--- TASK DETAILS ---
The records are given next. Repeat each one exactly.

--- RECORDS SUPPLIED ---

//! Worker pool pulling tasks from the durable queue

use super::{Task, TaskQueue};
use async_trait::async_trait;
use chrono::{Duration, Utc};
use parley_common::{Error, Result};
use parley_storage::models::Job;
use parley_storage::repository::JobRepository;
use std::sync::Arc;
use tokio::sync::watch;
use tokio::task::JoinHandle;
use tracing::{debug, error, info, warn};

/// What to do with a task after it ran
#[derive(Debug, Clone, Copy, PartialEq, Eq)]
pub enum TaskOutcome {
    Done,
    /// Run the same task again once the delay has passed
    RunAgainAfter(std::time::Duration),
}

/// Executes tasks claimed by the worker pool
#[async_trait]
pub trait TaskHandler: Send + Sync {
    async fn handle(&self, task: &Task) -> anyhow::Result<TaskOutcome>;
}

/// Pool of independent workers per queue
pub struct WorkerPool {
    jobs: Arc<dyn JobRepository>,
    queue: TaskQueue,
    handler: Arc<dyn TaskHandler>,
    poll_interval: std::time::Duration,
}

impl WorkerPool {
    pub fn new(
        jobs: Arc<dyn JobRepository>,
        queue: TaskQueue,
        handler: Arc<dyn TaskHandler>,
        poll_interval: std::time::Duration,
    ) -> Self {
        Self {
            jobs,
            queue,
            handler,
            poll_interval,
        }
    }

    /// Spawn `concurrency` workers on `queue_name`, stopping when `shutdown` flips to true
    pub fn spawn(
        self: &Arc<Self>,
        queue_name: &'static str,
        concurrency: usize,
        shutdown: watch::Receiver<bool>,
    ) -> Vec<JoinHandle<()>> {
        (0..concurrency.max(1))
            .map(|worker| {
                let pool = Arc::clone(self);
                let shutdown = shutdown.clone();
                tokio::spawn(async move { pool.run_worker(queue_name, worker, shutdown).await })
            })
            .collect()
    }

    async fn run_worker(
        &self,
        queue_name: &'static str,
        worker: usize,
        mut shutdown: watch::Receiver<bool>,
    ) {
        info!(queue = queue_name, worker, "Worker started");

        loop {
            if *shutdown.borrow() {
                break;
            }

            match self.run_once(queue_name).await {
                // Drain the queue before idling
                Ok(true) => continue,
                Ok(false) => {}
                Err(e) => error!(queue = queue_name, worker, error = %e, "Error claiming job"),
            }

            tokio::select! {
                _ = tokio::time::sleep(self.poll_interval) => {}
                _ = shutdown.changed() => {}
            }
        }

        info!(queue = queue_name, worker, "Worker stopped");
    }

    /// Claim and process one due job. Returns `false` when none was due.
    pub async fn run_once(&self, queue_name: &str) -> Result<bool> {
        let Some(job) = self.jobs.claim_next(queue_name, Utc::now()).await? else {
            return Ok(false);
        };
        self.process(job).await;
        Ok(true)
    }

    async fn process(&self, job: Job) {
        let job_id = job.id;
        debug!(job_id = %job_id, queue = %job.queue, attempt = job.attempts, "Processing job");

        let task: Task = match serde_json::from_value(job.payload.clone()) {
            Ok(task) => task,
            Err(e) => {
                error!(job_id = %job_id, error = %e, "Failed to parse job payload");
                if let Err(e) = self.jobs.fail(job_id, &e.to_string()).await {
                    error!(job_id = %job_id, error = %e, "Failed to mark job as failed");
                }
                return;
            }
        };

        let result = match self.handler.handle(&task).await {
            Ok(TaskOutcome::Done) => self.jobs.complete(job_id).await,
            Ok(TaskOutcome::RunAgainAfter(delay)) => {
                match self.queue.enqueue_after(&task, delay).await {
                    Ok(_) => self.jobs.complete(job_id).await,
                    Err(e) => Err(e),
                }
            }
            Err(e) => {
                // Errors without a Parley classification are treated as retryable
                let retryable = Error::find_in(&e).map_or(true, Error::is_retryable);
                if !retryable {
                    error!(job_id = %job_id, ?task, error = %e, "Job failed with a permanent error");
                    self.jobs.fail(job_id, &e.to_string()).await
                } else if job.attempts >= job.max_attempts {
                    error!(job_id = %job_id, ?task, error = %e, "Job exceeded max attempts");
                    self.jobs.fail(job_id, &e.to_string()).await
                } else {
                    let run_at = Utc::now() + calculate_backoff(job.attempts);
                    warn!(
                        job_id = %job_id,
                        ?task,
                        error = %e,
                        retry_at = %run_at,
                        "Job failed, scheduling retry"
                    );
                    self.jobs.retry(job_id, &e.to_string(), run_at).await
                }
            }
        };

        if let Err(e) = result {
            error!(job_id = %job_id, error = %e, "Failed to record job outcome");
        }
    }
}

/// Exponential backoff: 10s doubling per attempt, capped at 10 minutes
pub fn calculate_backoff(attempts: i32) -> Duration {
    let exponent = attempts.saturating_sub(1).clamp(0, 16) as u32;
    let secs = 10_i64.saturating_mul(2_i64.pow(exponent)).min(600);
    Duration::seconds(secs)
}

--- RESPONSE BELOW ---
//! Worker pool pulling tasks from the durable queue

use super::{Task, TaskQueue};
use async_trait::async_trait;
use chrono::{Duration, Utc};
use parley_common::{Error, Result};
use parley_storage::models::Job;
use parley_storage::repository::JobRepository;
use std::sync::Arc;
use tokio::sync::watch;
use tokio::task::JoinHandle;
use tracing::{debug, error, info, warn};

/// What to do with a task after it ran
#[derive(Debug, Clone, Copy, PartialEq, Eq)]
pub enum TaskOutcome {
    Done,
    /// Run the same task again once the delay has passed
    RunAgainAfter(std::time::Duration),
}

/// Executes tasks claimed by the worker pool
#[async_trait]
pub trait TaskHandler: Send + Sync {
    async fn handle(&self, task: &Task) -> anyhow::Result<TaskOutcome>;
}

/// Pool of independent workers per queue
pub struct WorkerPool {
    jobs: Arc<dyn JobRepository>,
    queue: TaskQueue,
    handler: Arc<dyn TaskHandler>,
    poll_interval: std::time::Duration,
}

impl WorkerPool {
    pub fn new(
        jobs: Arc<dyn JobRepository>,
        queue: TaskQueue,
        handler: Arc<dyn TaskHandler>,
        poll_interval: std::time::Duration,
    ) -> Self {
        Self {
            jobs,
            queue,
            handler,
            poll_interval,
        }
    }

    /// Spawn `concurrency` workers on `queue_name`, stopping when `shutdown` flips to true
    pub fn spawn(
        self: &Arc<Self>,
        queue_name: &'static str,
        concurrency: usize,
        shutdown: watch::Receiver<bool>,
    ) -> Vec<JoinHandle<()>> {
        (0..concurrency.max(1))
            .map(|worker| {
                let pool = Arc::clone(self);
                let shutdown = shutdown.clone();
                tokio::spawn(async move { pool.run_worker(queue_name, worker, shutdown).await })
            })
            .collect()
    }

    async fn run_worker(
        &self,
        queue_name: &'static str,
        worker: usize,
        mut shutdown: watch::Receiver<bool>,
    ) {
        info!(queue = queue_name, worker, "Worker started");

        loop {
            if *shutdown.borrow() {
                break;
            }

            match self.run_once(queue_name).await {
                // Drain the queue before idling
                Ok(true) => continue,
                Ok(false) => {}
                Err(e) => error!(queue = queue_name, worker, error = %e, "Error claiming job"),
            }

            tokio::select! {
                _ = tokio::time::sleep(self.poll_interval) => {}
                _ = shutdown.changed() => {}
            }
        }

        info!(queue = queue_name, worker, "Worker stopped");
    }

    /// Claim and process one due job. Returns `false` when none was due.
    pub async fn run_once(&self, queue_name: &str) -> Result<bool> {
        let Some(job) = self.jobs.claim_next(queue_name, Utc::now()).await? else {
            return Ok(false);
        };
        self.process(job).await;
        Ok(true)
    }

    async fn process(&self, job: Job) {
        let job_id = job.id;
        debug!(job_id = %job_id, queue = %job.queue, attempt = job.attempts, "Processing job");

        let task: Task = match serde_json::from_value(job.payload.clone()) {
            Ok(task) => task,
            Err(e) => {
                error!(job_id = %job_id, error = %e, "Failed to parse job payload");
                if let Err(e) = self.jobs.fail(job_id, &e.to_string()).await {
                    error!(job_id = %job_id, error = %e, "Failed to mark job as failed");
                }
                return;
            }
        };

        let result = match self.handler.handle(&task).await {
            Ok(TaskOutcome::Done) => self.jobs.complete(job_id).await,
            Ok(TaskOutcome::RunAgainAfter(delay)) => {
                match self.queue.enqueue_after(&task, delay).await {
                    Ok(_) => self.jobs.complete(job_id).await,
                    Err(e) => Err(e),
                }
            }
            Err(e) => {
                // Errors without a Parley classification are treated as retryable
                let retryable = Error::find_in(&e).map_or(true, Error::is_retryable);
                if !retryable {
                    error!(job_id = %job_id, ?task, error = %e, "Job failed with a permanent error");
                    self.jobs.fail(job_id, &e.to_string()).await
                } else if job.attempts >= job.max_attempts {
                    error!(job_id = %job_id, ?task, error = %e, "Job exceeded max attempts");
                    self.jobs.fail(job_id, &e.to_string()).await
                } else {
                    let run_at = Utc::now() + calculate_backoff(job.attempts);
                    warn!(
                        job_id = %job_id,
                        ?task,
                        error = %e,
                        retry_at = %run_at,
                        "Job failed, scheduling retry"
                    );
                    self.jobs.retry(job_id, &e.to_string(), run_at).await
                }
            }
        };

        if let Err(e) = result {
            error!(job_id = %job_id, error = %e, "Failed to record job outcome");
        }
    }
}

/// Exponential backoff: 10s doubling per attempt, capped at 10 minutes
pub fn calculate_backoff(attempts: i32) -> Duration {
    let exponent = attempts.saturating_sub(1).clamp(0, 16) as u32;
    let secs = 10_i64.saturating_mul(2_i64.pow(exponent)).min(600);
    Duration::seconds(secs)
}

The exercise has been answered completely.